20. (Final)

122 12 4
                                    

"Hey! Polly! Tatlım oraya giremezsin.."

Niall'a bakıp gülmeye başlamıştık.

"Kızın mı var derdin var .."

Diyerek ayağa kalktı ve koşarak bahçenin diğer tarafına gitti.

"Evet mangal hazır etleri getirir misin hayatım?"

Zayn ve Liam'ın konuşmasına şahit olmuştuk.

"Bunlar birbirlerini nasıl buldular?"

Diyen kollarının arasında oturduğum adama baktım.

"Bilmiyorum Lou.."

" her neyse"

Aniden ayağa kalktı.

"Seni bi kaç dakikalık alabilir miyim?"

Elini tuttum ve olumlu kafa salladım. Bahçede yürümeye başladık ama Louis aniden durdu.

"Ne oldu?"

Karşıya bakıyordu ve bende döndüm.

Kırmızılar içinde bir masa.. ağacın altında ve ağaca bağlanmış bir sürü kırımızı tüller vardı.

Her yerde kırmızı güller vardı. Bir anda çalan slow müzikle Louis'e döndüm.

Dizlerinin üstündeydi.

"Harry..."

"Geceleri uykun kaçtığında benimle aynı tavana bakar mısın?
Her günü, her saati, her saniyeyi seninle beraber geçirmek istiyorum!"

"Sonsuza dek seni hiç yalnız bırakmamaya izin verir misin?"

Aniden ona sarıldım. Yüzüğü takınca herkes buraya toplandı. Hayatımda görüğüm en güzel manzaraydı.

—-

"Hayır! Gidilmiycek!"

"Bir kerede benim istediğim olsa olmuyor dimi?!"

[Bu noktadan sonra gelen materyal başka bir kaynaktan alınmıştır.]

//! Performance metrics and statistics tracking for the scoring pipeline.

use crate::types::alert::Decision;
use std::collections::HashMap;
use std::sync::atomic::{AtomicU64, Ordering};
use std::sync::RwLock;
use std::time::{Duration, Instant};
use tracing::info;

/// Metrics collector for pipeline performance
pub struct PipelineMetrics {
    /// Transactions that produced a decision
    pub transactions_scored: AtomicU64,
    approved: AtomicU64,
    flagged: AtomicU64,
    rejected: AtomicU64,
    /// Alerts accepted by the alert queue
    pub alerts_enqueued: AtomicU64,
    /// Alerts dropped because the queue was full or closed
    pub alerts_dropped: AtomicU64,
    /// Channel deliveries that failed after dequeue
    pub alert_failures: AtomicU64,
    /// Rejected requests by error kind
    errors_by_kind: RwLock<HashMap<&'static str, u64>>,
    /// Processing times (in microseconds)
    processing_times: RwLock<Vec<u64>>,
    /// Probability distribution buckets
    score_buckets: RwLock<[u64; 10]>,
    /// Start time for rate calculation
    start_time: Instant,
}

impl PipelineMetrics {
    pub fn new() -> Self {
        Self {
            transactions_scored: AtomicU64::new(0),
            approved: AtomicU64::new(0),
            flagged: AtomicU64::new(0),
            rejected: AtomicU64::new(0),
            alerts_enqueued: AtomicU64::new(0),
            alerts_dropped: AtomicU64::new(0),
            alert_failures: AtomicU64::new(0),
            errors_by_kind: RwLock::new(HashMap::new()),
            processing_times: RwLock::new(Vec::with_capacity(1000)),
            score_buckets: RwLock::new([0; 10]),
            start_time: Instant::now(),
        }
    }

    /// Record a scored transaction
    pub fn record_decision(&self, processing_time: Duration, probability: f64, decision: Decision) {
        self.transactions_scored.fetch_add(1, Ordering::Relaxed);

        let counter = match decision {
            Decision::Approved => &self.approved,
            Decision::Flagged => &self.flagged,
            Decision::Rejected => &self.rejected,
        };
        counter.fetch_add(1, Ordering::Relaxed);

        if let Ok(mut times) = self.processing_times.write() {
            times.push(processing_time.as_micros() as u64);
            // Keep only the most recent samples
            if times.len() > 10000 {
                times.drain(0..5000);
            }
        }

        let bucket = (probability.clamp(0.0, 1.0) * 10.0).min(9.0) as usize;
        if let Ok(mut buckets) = self.score_buckets.write() {
            buckets[bucket] += 1;
        }
    }

    /// Record a rejected request
    pub fn record_error(&self, kind: &'static str) {
        if let Ok(mut by_kind) = self.errors_by_kind.write() {
            *by_kind.entry(kind).or_insert(0) += 1;
        }
    }

    pub fn record_alert_enqueued(&self) {
        self.alerts_enqueued.fetch_add(1, Ordering::Relaxed);
    }

    pub fn record_alert_dropped(&self) {
        self.alerts_dropped.fetch_add(1, Ordering::Relaxed);
    }

    pub fn record_alert_failure(&self) {
        self.alert_failures.fetch_add(1, Ordering::Relaxed);
    }

    /// Decision counts as (approved, flagged, rejected)
    pub fn decision_counts(&self) -> (u64, u64, u64) {
        (
            self.approved.load(Ordering::Relaxed),
            self.flagged.load(Ordering::Relaxed),
            self.rejected.load(Ordering::Relaxed),
        )
    }

    pub fn errors_by_kind(&self) -> HashMap<&'static str, u64> {
        self.errors_by_kind
            .read()
            .map(|by_kind| by_kind.clone())
            .unwrap_or_default()
    }

    /// Get processing time statistics
    pub fn get_processing_stats(&self) -> ProcessingStats {
        let mut sorted: Vec<u64> = match self.processing_times.read() {
            Ok(times) if !times.is_empty() => times.clone(),
            _ => return ProcessingStats::default(),
        };
        sorted.sort_unstable();

        let sum: u64 = sorted.iter().sum();
        let count = sorted.len();

        ProcessingStats {
            count: count as u64,
            mean_us: sum / count as u64,
            p50_us: sorted[count / 2],
            p95_us: sorted[(count as f64 * 0.95) as usize],
            p99_us: sorted[(count as f64 * 0.99) as usize],
            max_us: sorted[count - 1],
        }
    }

    /// Get current throughput (transactions per second)
    pub fn uptime(&self) -> Duration {
        self.start_time.elapsed()
    }

    pub fn get_throughput(&self) -> f64 {
        let elapsed = self.start_time.elapsed().as_secs_f64();
        if elapsed > 0.0 {
            self.transactions_scored.load(Ordering::Relaxed) as f64 / elapsed
        } else {
            0.0
        }
    }

    pub fn get_score_distribution(&self) -> [u64; 10] {
        self.score_buckets.read().map(|b| *b).unwrap_or([0; 10])
    }

    /// Print summary statistics
    pub fn print_summary(&self) {
        let scored = self.transactions_scored.load(Ordering::Relaxed);
        let (approved, flagged, rejected) = self.decision_counts();
        let processing = self.get_processing_stats();
        let throughput = self.get_throughput();
        let score_dist = self.get_score_distribution();

        info!("╔══════════════════════════════════════════════════════════════╗");
        info!("║            FRAUD MONITORING ENGINE - METRICS SUMMARY         ║");
        info!("╠══════════════════════════════════════════════════════════════╣");
        info!(
            "║ Transactions Scored: {:>8}  │  Throughput: {:>6.1} tx/s    ║",
            scored, throughput
        );
        info!(
            "║ Approved: {:>8}  Flagged: {:>8}  Rejected: {:>8}       ║",
            approved, flagged, rejected
        );
        info!(
            "║ Alerts queued: {:>6}  dropped: {:>6}  failed: {:>6}         ║",
            self.alerts_enqueued.load(Ordering::Relaxed),
            self.alerts_dropped.load(Ordering::Relaxed),
            self.alert_failures.load(Ordering::Relaxed)
        );
        info!("╠══════════════════════════════════════════════════════════════╣");
        info!(
            "║ Processing Time (μs): mean={:>5} p50={:>5} p95={:>5} p99={:>5} ║",
            processing.mean_us, processing.p50_us, processing.p95_us, processing.p99_us
        );
        let errors = self.errors_by_kind();
        if !errors.is_empty() {
            info!("╠══════════════════════════════════════════════════════════════╣");
            info!("║ Rejected Requests:                                           ║");
            for (kind, count) in &errors {
                info!("║   {:20}: {:>8}                              ║", kind, count);
            }
        }
        info!("╠══════════════════════════════════════════════════════════════╣");
        info!("║ Fraud Probability Distribution:                              ║");
        let total: u64 = score_dist.iter().sum();
        for (i, &count) in score_dist.iter().enumerate() {
            let pct = if total > 0 { (count as f64 / total as f64) * 100.0 } else { 0.0 };
            let bar_len = (pct / 2.0) as usize;
            let bar: String = "█".repeat(bar_len.min(20));
            info!(
                "║   {:.1}-{:.1}: {:>6} ({:>5.1}%) {}",
                i as f64 / 10.0,
                (i + 1) as f64 / 10.0,
                count,
                pct,
                bar
            );
        }
        info!("╚══════════════════════════════════════════════════════════════╝");
    }
}

impl Default for PipelineMetrics {
    fn default() -> Self {
        Self::new()
    }
}

/// Processing time statistics
#[derive(Debug, Default)]
pub struct ProcessingStats {
    pub count: u64,
    pub mean_us: u64,
    pub p50_us: u64,
    pub p95_us: u64,
    pub p99_us: u64,
    pub max_us: u64,
}

/// Real-time metrics reporter that prints periodic summaries
pub struct MetricsReporter {
    metrics: std::sync::Arc<PipelineMetrics>,
    interval_secs: u64,
}

impl MetricsReporter {
    pub fn new(metrics: std::sync::Arc<PipelineMetrics>, interval_secs: u64) -> Self {
        Self {
            metrics,
            interval_secs: interval_secs.max(1),
        }
    }

    /// Start the periodic reporting task
    pub async fn start(self) {
        let mut interval = tokio::time::interval(Duration::from_secs(self.interval_secs));
        // first tick fires immediately
        interval.tick().await;
        loop {
            interval.tick().await;
            self.metrics.print_summary();
        }
    }
}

"Olmuyo?! Normal şeyler istemiyorsun!"

Şaşkınca ikiliye baktık.

"Hey size neyi bölüşemiyorsunuz?"

"Dawson denen herifin doğum günüymüş.. Zayn'de oraya gidecekmiş.. ama gidemeyecek çünkü izin vermedim"

"Madem öyle Neden beraber gitmiyorsunuz? "

Diye konuştuğumda ikiside bana baktı.

"O adamdan hoşlanmıyorsan sevgilinle beraber git Liam"

Louis konuştuğunda sırıttılar.

Zayn ve Liam, Louis ve Ben beraber kalıyorduk.

Haliyle Niall ara sıra uğruyordu.

—-

"Günaydın.."

Sesle karşımdaki adama baktım.

"Şu kapıyı aç artık!"

"Sen yine mi tersinden kalktın?!"

Niall'a kötü kötü baktım.

"Hadi Dükkanı aç artık Niall çenen değil elin çalışsın.."

Dememle kapıyı açtı. Dükkanı genişletmiştik ve iyi olmuştu .

"Günaydın size çörek getirdim.."

Harry içeri girince tebessüm ettim.

"Sende gelmesen çok vasatız yani.."

Masadaki kalemi boş konuşan Niall'a fırlattım.

"Hiç değişmemiş bu.."

Harry yakınımda durup dudağımı öptüğünde bize bakan Niall'a bir kalem daha attım.

"Ne var? Güzel görünüyorsunuz.."

Gülmeye başladık.

—-

"Saat 2'ye geliyor. Polly'i okuldan almalıyım size afiyet olsun.."

Diyerek Niall masadan kalktı hep bir ağızdan görüşürüz dedik ve Oturduk.

"Kırk yıl düşünsem aramızdan ilk Niall evlenecek deselerdi inanmazdım."

Louis konuşunca güldüm.

"Harry?"

Louis'e döndüğümde bana tebessüm etti.

"Efendim?"

Uzun süre konuşmayınca bana bakmaya devam etti.

"Yanımdayken bile seni özlemem normal mi?"

Gülümsedi.

"Normal.."

Elini sıkıca tuttum.

—-

"Ben oynamıyorum zayn mızıkçılık yapıyor.."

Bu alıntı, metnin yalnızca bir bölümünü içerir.